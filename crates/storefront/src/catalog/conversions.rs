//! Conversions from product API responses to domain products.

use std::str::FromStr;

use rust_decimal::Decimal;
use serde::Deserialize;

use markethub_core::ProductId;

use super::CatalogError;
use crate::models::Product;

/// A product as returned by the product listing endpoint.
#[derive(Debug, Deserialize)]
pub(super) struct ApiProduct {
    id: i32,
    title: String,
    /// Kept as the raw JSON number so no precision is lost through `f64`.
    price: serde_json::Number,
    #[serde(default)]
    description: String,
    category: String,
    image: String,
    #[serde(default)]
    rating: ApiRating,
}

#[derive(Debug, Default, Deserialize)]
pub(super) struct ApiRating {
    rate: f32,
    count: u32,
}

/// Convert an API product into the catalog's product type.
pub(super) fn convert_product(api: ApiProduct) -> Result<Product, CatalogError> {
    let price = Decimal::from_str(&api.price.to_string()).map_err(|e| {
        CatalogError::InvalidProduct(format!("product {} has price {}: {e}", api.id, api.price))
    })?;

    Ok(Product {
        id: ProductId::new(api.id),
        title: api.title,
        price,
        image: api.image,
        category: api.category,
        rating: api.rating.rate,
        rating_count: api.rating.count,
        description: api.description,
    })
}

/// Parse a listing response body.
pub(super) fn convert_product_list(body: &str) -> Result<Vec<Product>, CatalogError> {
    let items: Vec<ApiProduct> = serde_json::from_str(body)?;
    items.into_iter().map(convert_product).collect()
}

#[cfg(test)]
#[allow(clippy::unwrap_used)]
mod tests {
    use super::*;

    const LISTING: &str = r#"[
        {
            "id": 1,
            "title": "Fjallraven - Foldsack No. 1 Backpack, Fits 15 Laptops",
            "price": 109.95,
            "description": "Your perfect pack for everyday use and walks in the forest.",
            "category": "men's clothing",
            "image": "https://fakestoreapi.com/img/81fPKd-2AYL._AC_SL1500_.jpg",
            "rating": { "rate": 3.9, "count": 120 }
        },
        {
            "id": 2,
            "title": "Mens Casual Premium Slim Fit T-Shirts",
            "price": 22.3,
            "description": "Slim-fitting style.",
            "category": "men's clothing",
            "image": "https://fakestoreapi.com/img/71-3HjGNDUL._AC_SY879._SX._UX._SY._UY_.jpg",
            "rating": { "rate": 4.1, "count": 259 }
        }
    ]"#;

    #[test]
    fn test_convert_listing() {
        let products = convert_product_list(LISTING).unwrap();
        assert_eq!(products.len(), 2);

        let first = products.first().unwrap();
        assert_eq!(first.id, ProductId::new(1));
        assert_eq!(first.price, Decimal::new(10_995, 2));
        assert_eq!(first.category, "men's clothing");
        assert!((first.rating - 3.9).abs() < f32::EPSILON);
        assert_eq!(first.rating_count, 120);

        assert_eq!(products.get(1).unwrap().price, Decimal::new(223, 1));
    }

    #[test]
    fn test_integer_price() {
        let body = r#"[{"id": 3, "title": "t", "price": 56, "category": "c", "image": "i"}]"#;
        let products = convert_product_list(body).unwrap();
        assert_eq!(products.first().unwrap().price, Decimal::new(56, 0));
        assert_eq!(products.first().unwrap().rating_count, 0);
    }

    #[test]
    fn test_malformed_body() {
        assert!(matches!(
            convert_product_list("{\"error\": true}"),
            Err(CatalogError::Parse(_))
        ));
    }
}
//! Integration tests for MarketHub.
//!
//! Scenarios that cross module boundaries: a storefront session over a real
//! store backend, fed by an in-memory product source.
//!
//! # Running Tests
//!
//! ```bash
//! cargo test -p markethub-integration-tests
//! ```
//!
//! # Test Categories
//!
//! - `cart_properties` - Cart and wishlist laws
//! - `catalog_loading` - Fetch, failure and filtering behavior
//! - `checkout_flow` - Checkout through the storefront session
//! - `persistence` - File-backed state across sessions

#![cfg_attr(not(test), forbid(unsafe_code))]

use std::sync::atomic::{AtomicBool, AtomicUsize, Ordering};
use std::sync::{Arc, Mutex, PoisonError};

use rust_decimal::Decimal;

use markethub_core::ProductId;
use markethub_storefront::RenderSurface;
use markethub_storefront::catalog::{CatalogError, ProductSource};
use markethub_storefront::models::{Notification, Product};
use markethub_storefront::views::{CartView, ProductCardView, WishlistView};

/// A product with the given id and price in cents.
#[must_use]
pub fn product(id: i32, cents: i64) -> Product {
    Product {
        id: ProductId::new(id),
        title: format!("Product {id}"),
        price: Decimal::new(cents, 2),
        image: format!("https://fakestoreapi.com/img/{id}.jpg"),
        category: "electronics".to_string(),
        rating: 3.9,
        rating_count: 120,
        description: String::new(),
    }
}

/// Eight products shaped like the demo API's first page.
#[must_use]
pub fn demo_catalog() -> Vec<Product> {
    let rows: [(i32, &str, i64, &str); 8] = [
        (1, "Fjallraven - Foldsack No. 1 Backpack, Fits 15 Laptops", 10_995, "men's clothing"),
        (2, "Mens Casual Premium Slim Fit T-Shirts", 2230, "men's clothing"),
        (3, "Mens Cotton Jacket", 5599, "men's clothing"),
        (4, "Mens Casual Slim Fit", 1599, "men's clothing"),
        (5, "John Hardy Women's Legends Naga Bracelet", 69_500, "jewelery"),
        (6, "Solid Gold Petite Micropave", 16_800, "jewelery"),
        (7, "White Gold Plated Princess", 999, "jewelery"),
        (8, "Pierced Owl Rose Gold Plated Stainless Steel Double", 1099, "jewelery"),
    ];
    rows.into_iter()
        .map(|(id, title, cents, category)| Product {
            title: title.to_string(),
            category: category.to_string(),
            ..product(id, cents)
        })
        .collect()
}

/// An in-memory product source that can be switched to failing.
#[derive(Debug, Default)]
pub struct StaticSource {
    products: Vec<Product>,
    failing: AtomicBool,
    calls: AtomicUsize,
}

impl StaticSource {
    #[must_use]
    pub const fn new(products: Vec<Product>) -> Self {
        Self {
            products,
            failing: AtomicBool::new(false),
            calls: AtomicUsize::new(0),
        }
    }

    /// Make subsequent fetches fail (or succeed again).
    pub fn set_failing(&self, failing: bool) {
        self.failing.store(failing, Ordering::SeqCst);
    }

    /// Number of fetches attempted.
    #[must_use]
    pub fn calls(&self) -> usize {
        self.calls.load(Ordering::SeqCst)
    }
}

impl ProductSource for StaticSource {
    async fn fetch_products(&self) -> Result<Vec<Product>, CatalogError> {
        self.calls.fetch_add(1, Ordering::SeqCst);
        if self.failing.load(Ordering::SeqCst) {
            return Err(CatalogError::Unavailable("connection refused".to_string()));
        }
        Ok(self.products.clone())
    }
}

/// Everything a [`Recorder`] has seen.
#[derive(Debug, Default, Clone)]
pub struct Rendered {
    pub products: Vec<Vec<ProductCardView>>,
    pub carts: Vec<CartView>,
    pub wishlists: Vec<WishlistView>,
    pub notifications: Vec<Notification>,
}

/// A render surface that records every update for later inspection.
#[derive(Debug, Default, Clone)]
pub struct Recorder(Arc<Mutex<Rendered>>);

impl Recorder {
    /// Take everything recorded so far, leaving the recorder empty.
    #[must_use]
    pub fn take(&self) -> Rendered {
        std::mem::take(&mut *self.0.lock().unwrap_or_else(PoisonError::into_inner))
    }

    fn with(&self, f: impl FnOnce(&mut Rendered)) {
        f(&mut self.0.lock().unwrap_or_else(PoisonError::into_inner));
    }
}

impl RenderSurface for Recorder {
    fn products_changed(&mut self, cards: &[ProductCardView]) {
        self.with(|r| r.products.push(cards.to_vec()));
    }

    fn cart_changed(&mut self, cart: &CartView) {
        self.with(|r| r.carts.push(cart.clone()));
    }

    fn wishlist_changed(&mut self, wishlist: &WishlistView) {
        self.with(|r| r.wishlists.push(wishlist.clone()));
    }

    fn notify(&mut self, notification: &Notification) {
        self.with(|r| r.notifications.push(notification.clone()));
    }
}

◇ ◇ ◇ ◇ ◇

### Aim of the task
Return the lines of the listing where the string "Result" appears.

### Response area
pub(super) fn convert_product(api: ApiProduct) -> Result<Product, CatalogError> {
pub(super) fn convert_product_list(body: &str) -> Result<Vec<Product>, CatalogError> {
    async fn fetch_products(&self) -> Result<Vec<Product>, CatalogError> {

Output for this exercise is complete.